_TASK DESCRIPTION_
Will you return, word for word, only the lines from the top of the data below down to and including the one with "and file discovery"?

_Stored items_
---
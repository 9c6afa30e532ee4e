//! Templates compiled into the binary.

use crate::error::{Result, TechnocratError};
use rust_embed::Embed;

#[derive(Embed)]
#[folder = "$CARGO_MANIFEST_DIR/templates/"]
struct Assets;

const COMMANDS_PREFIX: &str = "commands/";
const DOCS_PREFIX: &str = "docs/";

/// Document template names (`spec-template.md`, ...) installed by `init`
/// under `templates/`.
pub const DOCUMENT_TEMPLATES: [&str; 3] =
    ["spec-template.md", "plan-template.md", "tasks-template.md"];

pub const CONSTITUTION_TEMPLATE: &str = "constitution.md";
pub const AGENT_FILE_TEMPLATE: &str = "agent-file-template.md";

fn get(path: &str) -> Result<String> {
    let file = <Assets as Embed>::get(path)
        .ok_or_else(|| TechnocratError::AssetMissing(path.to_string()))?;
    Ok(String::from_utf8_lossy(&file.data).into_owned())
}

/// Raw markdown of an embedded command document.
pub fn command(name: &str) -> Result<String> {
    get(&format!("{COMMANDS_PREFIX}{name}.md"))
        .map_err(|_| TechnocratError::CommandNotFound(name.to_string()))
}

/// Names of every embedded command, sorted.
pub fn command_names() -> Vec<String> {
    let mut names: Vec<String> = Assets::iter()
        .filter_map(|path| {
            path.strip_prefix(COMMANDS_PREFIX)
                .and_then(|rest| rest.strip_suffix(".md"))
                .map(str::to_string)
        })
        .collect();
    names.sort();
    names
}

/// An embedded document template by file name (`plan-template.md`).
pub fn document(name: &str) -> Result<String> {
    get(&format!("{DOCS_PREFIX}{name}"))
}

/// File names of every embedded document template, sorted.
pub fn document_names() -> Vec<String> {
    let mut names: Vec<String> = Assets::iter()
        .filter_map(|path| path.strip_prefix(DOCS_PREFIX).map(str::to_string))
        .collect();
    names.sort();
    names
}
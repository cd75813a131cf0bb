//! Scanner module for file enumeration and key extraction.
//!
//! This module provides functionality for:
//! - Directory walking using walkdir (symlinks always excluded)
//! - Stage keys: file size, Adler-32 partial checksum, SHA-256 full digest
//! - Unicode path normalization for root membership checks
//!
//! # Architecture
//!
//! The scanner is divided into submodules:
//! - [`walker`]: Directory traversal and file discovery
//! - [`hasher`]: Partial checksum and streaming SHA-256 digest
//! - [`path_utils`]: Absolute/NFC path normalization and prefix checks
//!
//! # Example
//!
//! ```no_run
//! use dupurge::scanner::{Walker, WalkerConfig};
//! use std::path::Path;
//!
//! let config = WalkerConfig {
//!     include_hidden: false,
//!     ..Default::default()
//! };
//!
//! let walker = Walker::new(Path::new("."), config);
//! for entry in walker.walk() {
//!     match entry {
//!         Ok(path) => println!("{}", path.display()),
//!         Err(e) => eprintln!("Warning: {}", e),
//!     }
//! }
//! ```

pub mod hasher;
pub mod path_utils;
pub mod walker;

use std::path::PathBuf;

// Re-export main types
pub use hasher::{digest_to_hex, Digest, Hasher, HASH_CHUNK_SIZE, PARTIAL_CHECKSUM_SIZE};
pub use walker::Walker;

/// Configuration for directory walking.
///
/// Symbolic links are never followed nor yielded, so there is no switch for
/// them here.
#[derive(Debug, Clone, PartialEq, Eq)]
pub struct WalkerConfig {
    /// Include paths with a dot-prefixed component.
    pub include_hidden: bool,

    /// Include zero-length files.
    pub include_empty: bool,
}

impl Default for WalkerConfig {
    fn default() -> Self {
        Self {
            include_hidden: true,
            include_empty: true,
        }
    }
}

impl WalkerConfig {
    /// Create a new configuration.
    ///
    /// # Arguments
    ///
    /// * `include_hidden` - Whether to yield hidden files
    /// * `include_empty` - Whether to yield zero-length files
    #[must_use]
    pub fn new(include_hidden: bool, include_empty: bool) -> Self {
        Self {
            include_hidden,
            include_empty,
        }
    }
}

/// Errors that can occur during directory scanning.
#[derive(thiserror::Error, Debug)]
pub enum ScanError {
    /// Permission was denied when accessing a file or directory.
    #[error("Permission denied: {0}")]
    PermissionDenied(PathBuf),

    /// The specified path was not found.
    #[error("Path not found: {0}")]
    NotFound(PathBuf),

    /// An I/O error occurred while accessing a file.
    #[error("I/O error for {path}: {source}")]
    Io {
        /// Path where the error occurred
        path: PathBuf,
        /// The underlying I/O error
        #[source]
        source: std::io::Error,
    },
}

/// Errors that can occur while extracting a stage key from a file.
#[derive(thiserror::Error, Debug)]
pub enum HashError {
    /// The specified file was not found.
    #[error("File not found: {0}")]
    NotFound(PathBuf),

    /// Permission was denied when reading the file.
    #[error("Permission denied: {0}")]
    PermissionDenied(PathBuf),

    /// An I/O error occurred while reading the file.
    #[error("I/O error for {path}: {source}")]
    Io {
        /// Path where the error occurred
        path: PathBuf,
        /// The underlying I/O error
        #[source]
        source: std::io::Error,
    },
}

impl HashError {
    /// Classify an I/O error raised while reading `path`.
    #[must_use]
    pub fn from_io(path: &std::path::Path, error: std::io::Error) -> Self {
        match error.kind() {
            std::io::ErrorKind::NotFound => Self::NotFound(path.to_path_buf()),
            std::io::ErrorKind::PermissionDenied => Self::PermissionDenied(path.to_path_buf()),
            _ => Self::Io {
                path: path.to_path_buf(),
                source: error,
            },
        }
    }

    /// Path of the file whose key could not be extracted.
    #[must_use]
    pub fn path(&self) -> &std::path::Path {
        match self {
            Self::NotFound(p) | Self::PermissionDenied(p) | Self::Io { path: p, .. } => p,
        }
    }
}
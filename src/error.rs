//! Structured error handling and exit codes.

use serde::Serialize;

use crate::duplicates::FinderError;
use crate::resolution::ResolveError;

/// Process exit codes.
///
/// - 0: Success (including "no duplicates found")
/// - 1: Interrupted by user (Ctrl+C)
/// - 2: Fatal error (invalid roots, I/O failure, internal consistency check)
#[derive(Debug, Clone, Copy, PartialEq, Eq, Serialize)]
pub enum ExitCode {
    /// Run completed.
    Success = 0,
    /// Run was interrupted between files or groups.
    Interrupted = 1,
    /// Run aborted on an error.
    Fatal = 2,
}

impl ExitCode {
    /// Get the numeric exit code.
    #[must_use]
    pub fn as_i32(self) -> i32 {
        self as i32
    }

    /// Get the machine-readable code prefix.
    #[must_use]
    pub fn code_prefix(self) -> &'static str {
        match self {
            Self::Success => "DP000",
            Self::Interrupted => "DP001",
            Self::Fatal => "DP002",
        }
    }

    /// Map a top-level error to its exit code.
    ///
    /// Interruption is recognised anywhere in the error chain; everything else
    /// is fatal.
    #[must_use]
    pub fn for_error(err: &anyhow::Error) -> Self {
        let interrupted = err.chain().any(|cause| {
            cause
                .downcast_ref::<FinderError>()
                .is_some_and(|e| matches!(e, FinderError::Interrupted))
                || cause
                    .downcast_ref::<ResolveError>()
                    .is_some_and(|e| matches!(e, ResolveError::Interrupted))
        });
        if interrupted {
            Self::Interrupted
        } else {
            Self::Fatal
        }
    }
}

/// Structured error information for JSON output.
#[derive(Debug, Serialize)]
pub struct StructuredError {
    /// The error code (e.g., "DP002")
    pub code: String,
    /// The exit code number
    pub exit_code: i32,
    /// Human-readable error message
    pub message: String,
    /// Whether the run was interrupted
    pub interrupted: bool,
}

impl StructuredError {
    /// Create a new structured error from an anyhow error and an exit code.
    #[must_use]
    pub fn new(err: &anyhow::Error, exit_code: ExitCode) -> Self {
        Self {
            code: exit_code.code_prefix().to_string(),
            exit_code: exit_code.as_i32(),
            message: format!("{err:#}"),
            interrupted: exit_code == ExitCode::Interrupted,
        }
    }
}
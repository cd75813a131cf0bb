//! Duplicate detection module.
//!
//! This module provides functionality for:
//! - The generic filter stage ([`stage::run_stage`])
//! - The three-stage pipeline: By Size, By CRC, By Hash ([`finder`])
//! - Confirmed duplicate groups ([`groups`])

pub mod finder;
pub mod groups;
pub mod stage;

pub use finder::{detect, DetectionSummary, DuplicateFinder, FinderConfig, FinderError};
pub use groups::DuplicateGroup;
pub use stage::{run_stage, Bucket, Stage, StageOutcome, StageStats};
---
_TASK OUTPUT_
repository 9c6afa30e532ee4e
//! Templates compiled into the binary.

use crate::error::{Result, TechnocratError};
use rust_embed::Embed;

#[derive(Embed)]
#[folder = "$CARGO_MANIFEST_DIR/templates/"]
struct Assets;

const COMMANDS_PREFIX: &str = "commands/";
const DOCS_PREFIX: &str = "docs/";

/// Document template names (`spec-template.md`, ...) installed by `init`
/// under `templates/`.
pub const DOCUMENT_TEMPLATES: [&str; 3] =
    ["spec-template.md", "plan-template.md", "tasks-template.md"];

pub const CONSTITUTION_TEMPLATE: &str = "constitution.md";
pub const AGENT_FILE_TEMPLATE: &str = "agent-file-template.md";

fn get(path: &str) -> Result<String> {
    let file = <Assets as Embed>::get(path)
        .ok_or_else(|| TechnocratError::AssetMissing(path.to_string()))?;
    Ok(String::from_utf8_lossy(&file.data).into_owned())
}

/// Raw markdown of an embedded command document.
pub fn command(name: &str) -> Result<String> {
    get(&format!("{COMMANDS_PREFIX}{name}.md"))
        .map_err(|_| TechnocratError::CommandNotFound(name.to_string()))
}

/// Names of every embedded command, sorted.
pub fn command_names() -> Vec<String> {
    let mut names: Vec<String> = Assets::iter()
        .filter_map(|path| {
            path.strip_prefix(COMMANDS_PREFIX)
                .and_then(|rest| rest.strip_suffix(".md"))
                .map(str::to_string)
        })
        .collect();
    names.sort();
    names
}

/// An embedded document template by file name (`plan-template.md`).
pub fn document(name: &str) -> Result<String> {
    get(&format!("{DOCS_PREFIX}{name}"))
}

/// File names of every embedded document template, sorted.
pub fn document_names() -> Vec<String> {
    let mut names: Vec<String> = Assets::iter()
        .filter_map(|path| path.strip_prefix(DOCS_PREFIX).map(str::to_string))
        .collect();
    names.sort();
    names
}
repository cd75813a131cf0bb
//! Scanner module for file enumeration and key extraction.
//!
//! This module provides functionality for:
//! - Directory walking using walkdir (symlinks always excluded)
//! - Stage keys: file size, Adler-32 partial checksum, SHA-256 full digest
//! - Unicode path normalization for root membership checks
//!
//! # Architecture
//!
//! The scanner is divided into submodules:
//! - [`walker`]: Directory traversal and file discovery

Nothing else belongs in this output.